In the Introduction to High School Geometry in the CCSSM, we read this:

The concepts of congruence, similarity, and symmetry can be understood from the perspective of geometric transformation. Fundamental are the rigid motions: translations, rotations, reflections, and combinations of these, all of which are here assumed to preserve distance and angles (and therefore shapes generally).

This excerpt raises several questions: what exactly is a transformation? What is a rigid motion? And what does it mean to preserve distance and angles? Let’s take these questions one at a time.

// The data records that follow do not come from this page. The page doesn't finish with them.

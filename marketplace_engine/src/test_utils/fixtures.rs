use mkt_common::{Money, Rate};

use crate::{
    db_types::{NewCategory, NewOrder, NewPayee, NewProduct, Order, Payee, PayeeType, Product},
    events::EventProducers,
    test_utils::prepare_env::{drop_database, prepare_test_env, random_db_path},
    traits::{CatalogManagement, MarketplaceDatabase},
    OrderFlowApi,
    SqliteDatabase,
};

/// A fresh marketplace database with helpers for populating it.
#[derive(Debug)]
pub struct TestMarket {
    pub url: String,
    pub db: SqliteDatabase,
}

impl TestMarket {
    pub async fn new() -> Self {
        let url = random_db_path();
        let db = prepare_test_env(&url).await;
        Self { url, db }
    }

    pub fn flow(&self) -> OrderFlowApi<SqliteDatabase, SqliteDatabase> {
        self.flow_with_producers(EventProducers::default())
    }

    pub fn flow_with_producers(&self, producers: EventProducers) -> OrderFlowApi<SqliteDatabase, SqliteDatabase> {
        OrderFlowApi::new(self.db.clone(), self.db.clone(), producers)
    }

    pub async fn seller(&self, name: &str, percent: Option<i64>) -> Payee {
        self.payee(PayeeType::Seller, name, percent).await
    }

    pub async fn delivery_agent(&self, name: &str, percent: Option<i64>) -> Payee {
        self.payee(PayeeType::DeliveryAgent, name, percent).await
    }

    async fn payee(&self, payee_type: PayeeType, name: &str, percent: Option<i64>) -> Payee {
        let mut payee = NewPayee::new(name);
        if let Some(p) = percent {
            payee = payee.with_rate(Rate::from_percent(p));
        }
        self.db.create_payee(payee_type, payee).await.expect("Error creating payee")
    }

    pub async fn category(&self, name: &str, parent: Option<i64>, percent: Option<i64>) -> i64 {
        let mut category = NewCategory::new(name);
        if let Some(parent) = parent {
            category = category.with_parent(parent);
        }
        if let Some(p) = percent {
            category = category.with_rate(Rate::from_percent(p));
        }
        self.db.create_category(category).await.expect("Error creating category").id
    }

    pub async fn product(&self, sku: &str, seller_id: i64, category_id: Option<i64>, stock: i64) -> Product {
        let mut product = NewProduct::new(sku, sku, seller_id).with_stock(stock);
        if let Some(category_id) = category_id {
            product = product.in_category(category_id);
        }
        self.db.create_product(product).await.expect("Error creating product")
    }

    /// Places an order. Items are `(product_id, quantity, unit price in major units)`.
    pub async fn order(&self, number: &str, items: &[(i64, i64, i64)]) -> Order {
        let order = items.iter().fold(NewOrder::new(number, "customer-1"), |order, (product_id, qty, price)| {
            order.with_item(*product_id, *qty, Money::from_major(*price))
        });
        self.db.place_order(order).await.expect("Error placing order")
    }

    pub async fn cleanup(mut self) {
        let _ = self.db.close().await;
        drop_database(&self.url).await;
    }
}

What is a transformation of the plane? Standard G-CO.2 speaks directly to this question: we read that students must be able to “describe transformations as functions that take points in the plane as inputs and give other points as outputs.” This same standard also calls for students to be able to “compare transformations that preserve distance and angle to those that do not.” In other words, students should be able to determine which transformations are rigid motions and which are not. Let’s give this term a precise definition.

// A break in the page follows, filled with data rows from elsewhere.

mod market_world;
mod setups;
mod steps;

pub use market_world::MarketWorld;
use marketplace_engine::{
    db_types::{NewCategory, NewPayee, NewProduct, OrderStatusType::*, PayeeType},
    test_utils::fixtures::TestMarket,
    CatalogManagement,
    InventoryManagement,
    LedgerManagement,
    MarketplaceDatabase,
    SqliteDatabase,
};
use mkt_common::Rate;

/// Every write must be visible to a different connection as soon as the call returns.
#[tokio::test]
async fn writes_are_visible_to_other_connections() {
    let market = TestMarket::new().await;
    let writer = &market.db;
    let reader = SqliteDatabase::new_with_url(&market.url, 1).await.unwrap();

    let alice = writer.create_payee(PayeeType::Seller, NewPayee::new("Alice")).await.unwrap();
    let seen = reader.fetch_payee(PayeeType::Seller, alice.id).await.unwrap().expect("Alice is visible");
    assert_eq!(seen.commission_rate, None);

    writer.set_payee_rate(PayeeType::Seller, alice.id, Some(Rate::from_percent(7))).await.unwrap();
    let seen = reader.fetch_payee(PayeeType::Seller, alice.id).await.unwrap().unwrap();
    assert_eq!(seen.commission_rate, Some(Rate::from_percent(7)));

    let category = writer.create_category(NewCategory::new("Books")).await.unwrap();
    writer.set_category_rate(category.id, Some(Rate::from_percent(15))).await.unwrap();

    // The product insert runs in its own transaction on the reader and needs the seller row
    let book = NewProduct::new("book", "book", alice.id).in_category(category.id).with_stock(2);
    let product = reader.create_product(book).await.unwrap();
    let inputs = reader.fetch_seller_rate_inputs(product.id, alice.id).await.unwrap();
    assert_eq!(inputs.seller_rate, Some(Rate::from_percent(7)));
    assert_eq!(inputs.category_chain[0].commission_rate, Some(Rate::from_percent(15)));

    writer.restock(product.id, 3).await.unwrap();
    assert_eq!(reader.fetch_inventory(product.id).await.unwrap().unwrap().current_stock, 5);
    writer.reserve_stock(product.id, 4).await.unwrap();
    assert_eq!(reader.fetch_inventory(product.id).await.unwrap().unwrap().reserved_stock, 4);
    writer.release_stock(product.id, 1).await.unwrap();
    assert_eq!(reader.fetch_inventory(product.id).await.unwrap().unwrap().reserved_stock, 3);

    let order = market.order("ord-100", &[(product.id, 1, 20)]).await;
    writer.set_payment_reference(order.id, "pay-1").await.unwrap();
    let seen = reader.fetch_order(order.id).await.unwrap().unwrap();
    assert_eq!(seen.payment_reference.as_deref(), Some("pay-1"));

    let flag = writer.flag_for_reconciliation(order.id, Pending, "database is locked").await.unwrap();
    let flags = reader.open_reconciliation_flags().await.unwrap();
    assert_eq!(flags.len(), 1);
    assert_eq!(flags[0].id, flag.id);
    writer.resolve_reconciliation_flag(flag.id).await.unwrap();
    assert!(reader.open_reconciliation_flags().await.unwrap().is_empty());

    // And the reader can write straight after, without finding the database locked
    reader.flag_for_reconciliation(order.id, Processed, "database is locked").await.unwrap();
    assert_eq!(writer.open_reconciliation_flags().await.unwrap().len(), 1);

    let mut reader = reader;
    reader.close().await.unwrap();
    market.cleanup().await;
}
//! Pure commission logic: rate resolution, commission arithmetic and settlement planning.
//!
//! Nothing in here touches storage. The storage backends gather the inputs, call these functions and persist the
//! results.
mod calculator;
mod rates;
mod settlement;

pub use calculator::{distance_commission, percentage_commission, CommissionBreakdown};
pub use rates::{
    resolve_delivery_rate,
    resolve_seller_rate,
    DeliveryRate,
    RateSource,
    ResolvedRate,
    SellerRateInputs,
    MAX_CATEGORY_DEPTH,
};
pub use settlement::{
    credit_reference,
    debit_reference,
    delivery_commission,
    seller_commission,
    summarize_commissions,
    CommissionSummary,
    EarningsBucket,
};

Definition: a rigid motion is a transformation of the plane that preserves distance and angles.

What does it mean to say that a transformation preserves distance?

Let $T$ be a transformation, and let $A$ and $B$ be any two points in the plane. $T$ is a distance-preserving function (or isometry) if the distance between $T(A)$ and $T(B)$ is the same as the distance between $A$ and $B$. That is, $A$ and $B$ remain the same distance apart even after being transformed.

Which of the familiar transformations are rigid motions?

Axiom 1: reflections are rigid motions.

Axiom 2: rotations are rigid motions.

Let $T$ be a transformation, and let $\alpha$ be any angle in the plane. $T$ preserves angles if the measure of $T(\alpha)$ is the same as the measure of $\alpha$. That is, the measure of $\alpha$ remains the same even after being transformed.